#### TASK BRIEF
Could you retype every record below exactly as it appears?

#### DATA SHOWN
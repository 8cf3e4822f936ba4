//! Property tests for watermark diffing, live view merging and CSV escaping.

use std::collections::HashSet;
use std::time::{Duration, Instant};

use proptest::prelude::*;
use sensor_live_view::export::csv::{escape_field, to_csv};
use sensor_live_view::model::record::{DataFamily, LogEvent, Record, SequenceKey};
use sensor_live_view::model::scope::Scope;
use sensor_live_view::present::format::DisplayClock;
use sensor_live_view::sync::diff::{LiveView, diff_snapshot};
use sensor_live_view::sync::watermark::WatermarkTracker;

fn log(id: u64, message: &str) -> Record {
    Record::log(
        id,
        None,
        LogEvent {
            tag: "SYS".to_string(),
            message: message.to_string(),
        },
    )
}

fn snapshot(ids: &[u64]) -> Vec<Record> {
    ids.iter().map(|id| log(*id, "event")).collect()
}

/// Split one CSV line produced by `to_csv` back into raw fields.
fn split_line(line: &str) -> Vec<String> {
    let mut fields = Vec::new();
    let mut current = String::new();
    let mut quoted = false;
    let mut chars = line.chars().peekable();
    while let Some(c) = chars.next() {
        match (c, quoted) {
            ('"', true) if chars.peek() == Some(&'"') => {
                current.push('"');
                chars.next();
            }
            ('"', _) => quoted = !quoted,
            (',', false) => fields.push(std::mem::take(&mut current)),
            (other, _) => current.push(other),
        }
    }
    fields.push(current);
    fields
}

proptest! {
    #[test]
    fn watermark_never_moves_backwards(
        batches in prop::collection::vec(prop::collection::vec(0u64..500, 0..20), 1..12)
    ) {
        let scope = Scope::controller("c1");
        let mut tracker = WatermarkTracker::new();
        let mut previous: Option<SequenceKey> = None;
        for batch in batches {
            let diff = diff_snapshot(snapshot(&batch), tracker.get(&scope));
            if let Some(next) = diff.next_watermark {
                tracker.advance(&scope, next);
            }
            let current = tracker.get(&scope).cloned();
            if let (Some(before), Some(after)) = (&previous, &current) {
                prop_assert!(after >= before);
            }
            if previous.is_some() {
                prop_assert!(current.is_some());
            }
            previous = current;
        }
    }

    #[test]
    fn merged_view_has_unique_keys_in_descending_order(
        batches in prop::collection::vec(prop::collection::vec(0u64..200, 0..25), 1..10)
    ) {
        let scope = Scope::controller("c1");
        let mut tracker = WatermarkTracker::new();
        let mut view = LiveView::new();
        let now = Instant::now();
        for batch in batches {
            let diff = diff_snapshot(snapshot(&batch), tracker.get(&scope));
            if let Some(next) = diff.next_watermark.clone() {
                tracker.advance(&scope, next);
            }
            view.merge(diff, now, Duration::from_secs(5));

            let keys: Vec<&SequenceKey> = view.records().map(|record| &record.key).collect();
            let unique: HashSet<&SequenceKey> = keys.iter().copied().collect();
            prop_assert_eq!(unique.len(), keys.len());
            prop_assert!(keys.windows(2).all(|pair| pair[0] > pair[1]));
        }
    }

    #[test]
    fn first_load_keeps_every_distinct_record(ids in prop::collection::vec(0u64..1000, 0..40)) {
        let diff = diff_snapshot(snapshot(&ids), None);
        let distinct: HashSet<u64> = ids.iter().copied().collect();
        prop_assert!(diff.first_load);
        prop_assert_eq!(diff.new_records.len(), distinct.len());
        prop_assert_eq!(
            diff.next_watermark.clone(),
            ids.iter().max().map(|max| SequenceKey::Id(*max))
        );

        let mut view = LiveView::new();
        let inserted = view.merge(diff, Instant::now(), Duration::from_secs(5));
        prop_assert_eq!(inserted.len(), distinct.len());
        prop_assert!(view.rows().iter().all(|row| row.fresh_until.is_none()));
    }

    #[test]
    fn escaped_messages_keep_their_field_count(
        messages in prop::collection::vec("[a-z ,\"]{0,12}", 1..8)
    ) {
        let records: Vec<Record> = messages
            .iter()
            .enumerate()
            .map(|(index, message)| log(index as u64 + 1, message))
            .collect();
        let csv = to_csv(DataFamily::Logs, records.iter(), &DisplayClock::utc());
        let lines: Vec<&str> = csv.lines().collect();
        prop_assert_eq!(lines.len(), records.len() + 1);
        for (line, message) in lines[1..].iter().zip(&messages) {
            let fields = split_line(line);
            prop_assert_eq!(fields.len(), 5);
            prop_assert_eq!(&fields[4], message);
        }
    }

    #[test]
    fn escaping_is_identity_for_plain_fields(field in "[A-Za-z0-9 .:-]{0,20}") {
        let escaped = escape_field(&field);
        prop_assert_eq!(escaped.as_ref(), field.as_str());
    }
}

#### TASK RESPONSE
repository 8cf3e4822f936ba4
//! Property tests for watermark diffing, live view merging and CSV escaping.

use std::collections::HashSet;
use std::time::{Duration, Instant};

use proptest::prelude::*;
use sensor_live_view::export::csv::{escape_field, to_csv};
use sensor_live_view::model::record::{DataFamily, LogEvent, Record, SequenceKey};
use sensor_live_view::model::scope::Scope;
use sensor_live_view::present::format::DisplayClock;
use sensor_live_view::sync::diff::{LiveView, diff_snapshot};
use sensor_live_view::sync::watermark::WatermarkTracker;

fn log(id: u64, message: &str) -> Record {
    Record::log(
        id,
        None,
        LogEvent {
            tag: "SYS".to_string(),
            message: message.to_string(),
        },
    )
}

fn snapshot(ids: &[u64]) -> Vec<Record> {
    ids.iter().map(|id| log(*id, "event")).collect()
}

/// Split one CSV line produced by `to_csv` back into raw fields.
fn split_line(line: &str) -> Vec<String> {
    let mut fields = Vec::new();
    let mut current = String::new();
    let mut quoted = false;
    let mut chars = line.chars().peekable();
    while let Some(c) = chars.next() {
        match (c, quoted) {
            ('"', true) if chars.peek() == Some(&'"') => {
                current.push('"');
                chars.next();
            }
            ('"', _) => quoted = !quoted,
            (',', false) => fields.push(std::mem::take(&mut current)),
            (other, _) => current.push(other),
        }
    }
    fields.push(current);
    fields
}

proptest! {
    #[test]
    fn watermark_never_moves_backwards(
        batches in prop::collection::vec(prop::collection::vec(0u64..500, 0..20), 1..12)
    ) {
        let scope = Scope::controller("c1");
        let mut tracker = WatermarkTracker::new();
        let mut previous: Option<SequenceKey> = None;
        for batch in batches {
            let diff = diff_snapshot(snapshot(&batch), tracker.get(&scope));
            if let Some(next) = diff.next_watermark {
                tracker.advance(&scope, next);
            }
            let current = tracker.get(&scope).cloned();
            if let (Some(before), Some(after)) = (&previous, &current) {
                prop_assert!(after >= before);
            }
            if previous.is_some() {
                prop_assert!(current.is_some());
            }
            previous = current;
        }
    }

    #[test]
    fn merged_view_has_unique_keys_in_descending_order(
        batches in prop::collection::vec(prop::collection::vec(0u64..200, 0..25), 1..10)
    ) {
        let scope = Scope::controller("c1");
        let mut tracker = WatermarkTracker::new();
        let mut view = LiveView::new();
        let now = Instant::now();
        for batch in batches {
            let diff = diff_snapshot(snapshot(&batch), tracker.get(&scope));
            if let Some(next) = diff.next_watermark.clone() {
                tracker.advance(&scope, next);
            }
            view.merge(diff, now, Duration::from_secs(5));

            let keys: Vec<&SequenceKey> = view.records().map(|record| &record.key).collect();
            let unique: HashSet<&SequenceKey> = keys.iter().copied().collect();
            prop_assert_eq!(unique.len(), keys.len());
            prop_assert!(keys.windows(2).all(|pair| pair[0] > pair[1]));
        }
    }

    #[test]
    fn first_load_keeps_every_distinct_record(ids in prop::collection::vec(0u64..1000, 0..40)) {
        let diff = diff_snapshot(snapshot(&ids), None);
        let distinct: HashSet<u64> = ids.iter().copied().collect();
        prop_assert!(diff.first_load);
        prop_assert_eq!(diff.new_records.len(), distinct.len());
        prop_assert_eq!(
            diff.next_watermark.clone(),
            ids.iter().max().map(|max| SequenceKey::Id(*max))
        );

        let mut view = LiveView::new();
        let inserted = view.merge(diff, Instant::now(), Duration::from_secs(5));
        prop_assert_eq!(inserted.len(), distinct.len());
        prop_assert!(view.rows().iter().all(|row| row.fresh_until.is_none()));
    }

    #[test]
    fn escaped_messages_keep_their_field_count(
        messages in prop::collection::vec("[a-z ,\"]{0,12}", 1..8)
    ) {
        let records: Vec<Record> = messages
            .iter()
            .enumerate()
            .map(|(index, message)| log(index as u64 + 1, message))
            .collect();
        let csv = to_csv(DataFamily::Logs, records.iter(), &DisplayClock::utc());
        let lines: Vec<&str> = csv.lines().collect();
        prop_assert_eq!(lines.len(), records.len() + 1);
        for (line, message) in lines[1..].iter().zip(&messages) {
            let fields = split_line(line);
            prop_assert_eq!(fields.len(), 5);
            prop_assert_eq!(&fields[4], message);
        }
    }

    #[test]
    fn escaping_is_identity_for_plain_fields(field in "[A-Za-z0-9 .:-]{0,20}") {
        let escaped = escape_field(&field);
        prop_assert_eq!(escaped.as_ref(), field.as_str());
    }
}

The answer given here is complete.